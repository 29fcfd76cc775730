/// Task records for the discrete-event kernel.
///
/// Every unit of scheduled work is a `Task`. Tasks sit on the scheduler's
/// ready or waiting queue and are dispatched in `(time, submission order)`
/// order. A task either runs a payload on a worker or resumes a worker
/// parked in a blocking primitive.

use crate::error::KernelResult;
use crate::time::SimTime;
use crate::worker::{TaskContext, WorkerId};

// ── Task ID ───────────────────────────────────────────────────────────

/// A strictly-increasing task identifier.
///
/// Used as the identity half of a [`TaskHandle`] so that a task can be
/// found and removed from the waiting queue by `(time, id)`.
#[derive(Debug, Clone, Copy, PartialEq, Eq, PartialOrd, Ord, Hash)]
#[cfg_attr(feature = "serialize", derive(serde::Serialize, serde::Deserialize))]
pub struct TaskId(u64);

impl TaskId {
    /// Wrap a raw u64 into a `TaskId`.
    #[inline]
    pub fn new(raw: u64) -> Self {
        TaskId(raw)
    }

    /// Return the raw value.
    #[inline]
    pub fn raw(self) -> u64 {
        self.0
    }
}

impl std::fmt::Display for TaskId {
    fn fmt(&self, f: &mut std::fmt::Formatter<'_>) -> std::fmt::Result {
        write!(f, "task#{}", self.0)
    }
}

// ── Task ID Generator ─────────────────────────────────────────────────

/// Strictly-increasing task-ID generator, owned by the runtime core.
#[derive(Debug, Clone, Default)]
pub struct TaskIdGen {
    next: u64,
}

impl TaskIdGen {
    /// Create a generator starting at 0.
    pub fn new() -> Self {
        TaskIdGen { next: 0 }
    }

    /// Mint the next task ID.
    pub fn next_id(&mut self) -> TaskId {
        let id = TaskId(self.next);
        self.next += 1;
        id
    }
}

// ── Payload / Kind ────────────────────────────────────────────────────

/// The unit of protocol work carried by an `Execute` task.
///
/// Receives the [`TaskContext`] of the worker running it. Returning
/// `Err(KernelError::Cancelled)` (usually via `?` on a blocking call)
/// tells the worker it has been cancelled; any other error is recorded as
/// a fault.
pub type Payload = Box<dyn FnOnce(&TaskContext) -> KernelResult<()> + Send + 'static>;

/// The worker a `Notify` task resumes.
///
/// `generation` is the worker's block-episode counter at the time the
/// wake-up was registered; a wake-up whose generation no longer matches
/// is stale and is discarded at dispatch.
#[derive(Debug, Clone, Copy, PartialEq, Eq)]
pub struct WakeTarget {
    pub worker: WorkerId,
    pub generation: u64,
}

/// What a task does when dispatched.
pub enum TaskKind {
    /// Run a payload on a worker.
    Execute(Payload),
    /// Resume a worker parked in a blocking primitive.
    Notify(WakeTarget),
}

impl std::fmt::Debug for TaskKind {
    fn fmt(&self, f: &mut std::fmt::Formatter<'_>) -> std::fmt::Result {
        match self {
            TaskKind::Execute(_) => write!(f, "Execute(..)"),
            TaskKind::Notify(target) => write!(f, "Notify({:?})", target),
        }
    }
}

impl std::fmt::Display for TaskKind {
    fn fmt(&self, f: &mut std::fmt::Formatter<'_>) -> std::fmt::Result {
        match self {
            TaskKind::Execute(_) => write!(f, "Execute"),
            TaskKind::Notify(target) => {
                write!(f, "Notify({}, gen {})", target.worker, target.generation)
            }
        }
    }
}

// ── Task ──────────────────────────────────────────────────────────────

/// A single time-stamped unit of work.
#[derive(Debug)]
pub struct Task {
    /// Unique identifier (monotonically increasing).
    pub id: TaskId,

    /// The logical time at which this task becomes due.
    pub time: SimTime,

    /// What happens on dispatch.
    pub kind: TaskKind,
}

impl Task {
    /// Convenience constructor.
    pub fn new(id: TaskId, time: SimTime, kind: TaskKind) -> Self {
        Task { id, time, kind }
    }

    /// The handle identifying this task.
    pub fn handle(&self) -> TaskHandle {
        TaskHandle {
            id: self.id,
            time: self.time,
        }
    }

    /// Returns `true` for `Notify` tasks.
    pub fn is_notify(&self) -> bool {
        matches!(self.kind, TaskKind::Notify(_))
    }
}

// ── Task Handle ───────────────────────────────────────────────────────

/// Identifies a submitted task for later cancellation.
#[derive(Debug, Clone, Copy, PartialEq, Eq, Hash)]
#[cfg_attr(feature = "serialize", derive(serde::Serialize, serde::Deserialize))]
pub struct TaskHandle {
    pub id: TaskId,
    pub time: SimTime,
}

impl std::fmt::Display for TaskHandle {
    fn fmt(&self, f: &mut std::fmt::Formatter<'_>) -> std::fmt::Result {
        write!(f, "{}@{}", self.id, self.time)
    }
}
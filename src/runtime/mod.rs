//! The scheduler and its public handle.
//!
//! | Module        | Contents                                          |
//! |---------------|---------------------------------------------------|
//! | `state`       | [`RuntimeState`] life cycle                       |
//! | `core`        | Queues, clock, pools and lock table under one lock|
//! | `dispatch`    | Baton passing, task completion, worker parking    |
//! | `stats`       | [`RuntimeStats`] snapshot and [`TaskFault`] log   |
//!
//! A [`Runtime`] owns a pool of worker threads. Exactly one of them holds
//! the dispatch baton at a time; it runs task payload code until the
//! payload returns or blocks, then passes the baton on. Everything else
//! is parked on its own mailbox.

pub(crate) mod core;
pub(crate) mod dispatch;
pub mod state;
pub mod stats;

#[cfg(test)]
mod tests;

use std::collections::BTreeMap;
use std::sync::Arc;
use std::thread::JoinHandle;
use std::time::{Duration, Instant};

use parking_lot::{Condvar, Mutex, MutexGuard};
use tracing::{debug, warn};

use crate::config::RuntimeConfig;
use crate::error::{KernelError, KernelResult};
use crate::sync::{LockInfo, ResourceId};
use crate::task::{TaskHandle, TaskKind};
use crate::time::SimTime;
use crate::worker::handle::Signal;
use crate::worker::{TaskContext, WorkerId, WorkerInfo};

use self::core::Core;
pub use state::RuntimeState;
pub use stats::{RuntimeStats, TaskFault};

// ── Shared ────────────────────────────────────────────────────────────

/// Everything the runtime handle and the worker threads share.
pub(crate) struct Shared {
    pub(crate) config: RuntimeConfig,
    pub(crate) core: Mutex<Core>,
    /// Signalled whenever the runtime goes quiet or a worker retires.
    pub(crate) control: Condvar,
    /// Join handles of worker threads that may still be running.
    pub(crate) threads: Mutex<BTreeMap<WorkerId, JoinHandle<()>>>,
}

impl Shared {
    pub(crate) fn new(config: RuntimeConfig) -> Self {
        Shared {
            core: Mutex::new(Core::new(&config)),
            config,
            control: Condvar::new(),
            threads: Mutex::new(BTreeMap::new()),
        }
    }

    /// Block on `control` until `done` holds or the quiescence budget
    /// runs out.
    fn await_condition(
        &self,
        operation: &'static str,
        mut core: MutexGuard<'_, Core>,
        done: impl Fn(&Core) -> bool,
    ) -> KernelResult<()> {
        self.await_for(operation, &mut core, self.config.quiescence_budget(), done)
    }

    fn await_for(
        &self,
        operation: &'static str,
        core: &mut MutexGuard<'_, Core>,
        budget: Duration,
        done: impl Fn(&Core) -> bool,
    ) -> KernelResult<()> {
        let deadline = Instant::now() + budget;
        while !done(&**core) {
            if self.control.wait_until(core, deadline).timed_out() && !done(&**core) {
                let stuck = core.stuck_workers();
                warn!(operation, stuck = ?stuck, state = %core.state, "quiescence timeout");
                return Err(KernelError::QuiescenceTimeout { operation, stuck });
            }
        }
        Ok(())
    }
}

// ── Runtime ───────────────────────────────────────────────────────────

/// A discrete-event simulation kernel.
///
/// Tasks are submitted with a logical time and run in `(time, submission
/// order)` order on a pool of recycled threads. Payloads receive a
/// [`TaskContext`] through which they can sleep, lock, wait and notify.
///
/// The control methods (`stop`, `resume`, `reset`, `wait_quiescent`) must
/// be called from outside the simulation, never from a payload.
///
/// Dropping the runtime resets it, cancelling every worker.
pub struct Runtime {
    shared: Arc<Shared>,
}

impl Runtime {
    /// Create a runtime. No threads exist until the first task is
    /// dispatched.
    pub fn new(config: RuntimeConfig) -> Self {
        debug!(name = %config.name, backend = %config.waiting_queue, "runtime created");
        Runtime {
            shared: Arc::new(Shared::new(config)),
        }
    }

    /// Create a runtime with [`RuntimeConfig::default`].
    pub fn with_defaults() -> Self {
        Runtime::new(RuntimeConfig::default())
    }

    pub fn config(&self) -> &RuntimeConfig {
        &self.shared.config
    }

    // ── Submission ────────────────────────────────────────────────────

    /// Schedule `payload` at absolute time `time`.
    ///
    /// Fails with [`KernelError::NonCausal`] if `time` is before
    /// [`now`](Self::now) and [`KernelError::InvalidTime`] if it is not
    /// finite. Starts dispatch if the runtime was `Inactive`.
    pub fn submit_at<F>(&self, time: f64, payload: F) -> KernelResult<TaskHandle>
    where
        F: FnOnce(&TaskContext) -> KernelResult<()> + Send + 'static,
    {
        let time = SimTime::new(time).ok_or(KernelError::InvalidTime(time))?;
        let mut core = self.shared.core.lock();
        core.submit(&self.shared, time, TaskKind::Execute(Box::new(payload)), None)
    }

    /// Schedule `payload` `delay` time units after now.
    pub fn submit_after<F>(&self, delay: f64, payload: F) -> KernelResult<TaskHandle>
    where
        F: FnOnce(&TaskContext) -> KernelResult<()> + Send + 'static,
    {
        let mut core = self.shared.core.lock();
        let time = core.clock.plus(delay).ok_or(KernelError::InvalidTime(delay))?;
        core.submit(&self.shared, time, TaskKind::Execute(Box::new(payload)), None)
    }

    /// Withdraw a task that has not run yet. Returns `false` if it already
    /// ran (or was already cancelled).
    pub fn cancel(&self, handle: TaskHandle) -> bool {
        self.shared.core.lock().cancel(handle)
    }

    // ── Observation ───────────────────────────────────────────────────

    /// Current logical time.
    pub fn now(&self) -> f64 {
        self.shared.core.lock().clock.value()
    }

    pub fn state(&self) -> RuntimeState {
        self.shared.core.lock().state
    }

    pub fn stats(&self) -> RuntimeStats {
        self.shared.core.lock().snapshot()
    }

    /// One-line summary of queue depths, workers and rates.
    pub fn info(&self) -> String {
        self.stats().to_string()
    }

    /// Snapshot of every worker, in id order.
    pub fn workers(&self) -> Vec<WorkerInfo> {
        self.shared.core.lock().worker_infos()
    }

    /// Snapshot of a lock record; `None` if the resource was never used.
    pub fn lock_info(&self, resource: ResourceId) -> Option<LockInfo> {
        self.shared.core.lock().lock_info(resource)
    }

    /// The most recent payload failures since the last reset, oldest
    /// first. At most [`RuntimeConfig::fault_log_limit`] are kept.
    pub fn faults(&self) -> Vec<TaskFault> {
        self.shared.core.lock().faults.iter().cloned().collect()
    }

    // ── Control ───────────────────────────────────────────────────────

    /// Suspend dispatch.
    ///
    /// A running task is not interrupted; the runtime becomes `Suspended`
    /// once it finishes or blocks. With `blocking`, wait for that (bounded
    /// by the quiescence budget). Stopping an `Inactive` runtime suspends
    /// it at once, which lets callers stage tasks before anything runs.
    pub fn stop(&self, blocking: bool) -> KernelResult<()> {
        let mut core = self.shared.core.lock();
        if core.state == RuntimeState::Resetting {
            return Err(KernelError::InvalidState {
                operation: "stop",
                state: core.state,
            });
        }
        if core.request_stop() {
            self.shared.control.notify_all();
            return Ok(());
        }
        if !blocking {
            return Ok(());
        }
        self.shared
            .await_condition("stop", core, |c| c.state != RuntimeState::Suspending)
    }

    /// Continue after [`stop`](Self::stop).
    pub fn resume(&self) -> KernelResult<()> {
        let mut core = self.shared.core.lock();
        match core.state {
            RuntimeState::Suspended => {
                core.set_state(RuntimeState::Running);
                if core.active.is_none() {
                    core.advance(&self.shared, None)?;
                }
                Ok(())
            }
            RuntimeState::Suspending => {
                core.set_state(RuntimeState::Running);
                Ok(())
            }
            RuntimeState::Running | RuntimeState::Inactive => Ok(()),
            RuntimeState::Resetting => Err(KernelError::InvalidState {
                operation: "resume",
                state: core.state,
            }),
        }
    }

    /// Block until nothing is running: `Inactive`, or `Suspended` with no
    /// baton holder.
    pub fn wait_quiescent(&self, timeout: Duration) -> KernelResult<()> {
        let mut core = self.shared.core.lock();
        if core.state == RuntimeState::Resetting {
            return Err(KernelError::InvalidState {
                operation: "wait_quiescent",
                state: core.state,
            });
        }
        self.shared
            .await_for("wait_quiescent", &mut core, timeout, Core::is_quiescent)
    }

    /// Cancel every worker, join their threads and return to a pristine
    /// `Inactive` runtime at time zero.
    ///
    /// Blocked workers see [`KernelError::Cancelled`] from their blocking
    /// call. A payload that never blocks or returns cannot be cancelled;
    /// in that case this returns [`KernelError::QuiescenceTimeout`] and
    /// leaves the runtime `Resetting`, and a later call retries.
    pub fn reset(&self) -> KernelResult<()> {
        let mut core = self.shared.core.lock();
        core.set_state(RuntimeState::Resetting);
        for rec in core.working.values_mut() {
            rec.cancelled = true;
            rec.handle.post(Signal::Cancel);
        }
        for (_, rec) in std::mem::take(&mut core.idle) {
            rec.handle.post(Signal::Exit);
        }
        core.ready.clear();
        core.waiting.clear();
        self.shared
            .await_condition("reset", core, |c| c.live_workers == 0)?;

        let threads = std::mem::take(&mut *self.shared.threads.lock());
        for join in threads.into_values() {
            if join.join().is_err() {
                warn!("worker thread panicked outside a task");
            }
        }

        let mut core = self.shared.core.lock();
        core.clear();
        core.set_state(RuntimeState::Inactive);
        self.shared.control.notify_all();
        debug!("runtime reset");
        Ok(())
    }
}

impl Default for Runtime {
    fn default() -> Self {
        Runtime::with_defaults()
    }
}

impl Drop for Runtime {
    fn drop(&mut self) {
        if let Err(e) = self.reset() {
            warn!(error = %e, "runtime dropped without a clean reset");
        }
    }
}

impl std::fmt::Debug for Runtime {
    fn fmt(&self, f: &mut std::fmt::Formatter<'_>) -> std::fmt::Result {
        f.debug_struct("Runtime")
            .field("name", &self.shared.config.name)
            .field("stats", &self.stats())
            .finish()
    }
}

▸ **What to do**: Once the line with "later call retries." is found in the records above, print exactly that line and every line after it through the line with "for (_, rec)".

▸ **Result below**:
    /// leaves the runtime `Resetting`, and a later call retries.
    pub fn reset(&self) -> KernelResult<()> {
        let mut core = self.shared.core.lock();
        core.set_state(RuntimeState::Resetting);
        for rec in core.working.values_mut() {
            rec.cancelled = true;
            rec.handle.post(Signal::Cancel);
        }
        for (_, rec) in std::mem::take(&mut core.idle) {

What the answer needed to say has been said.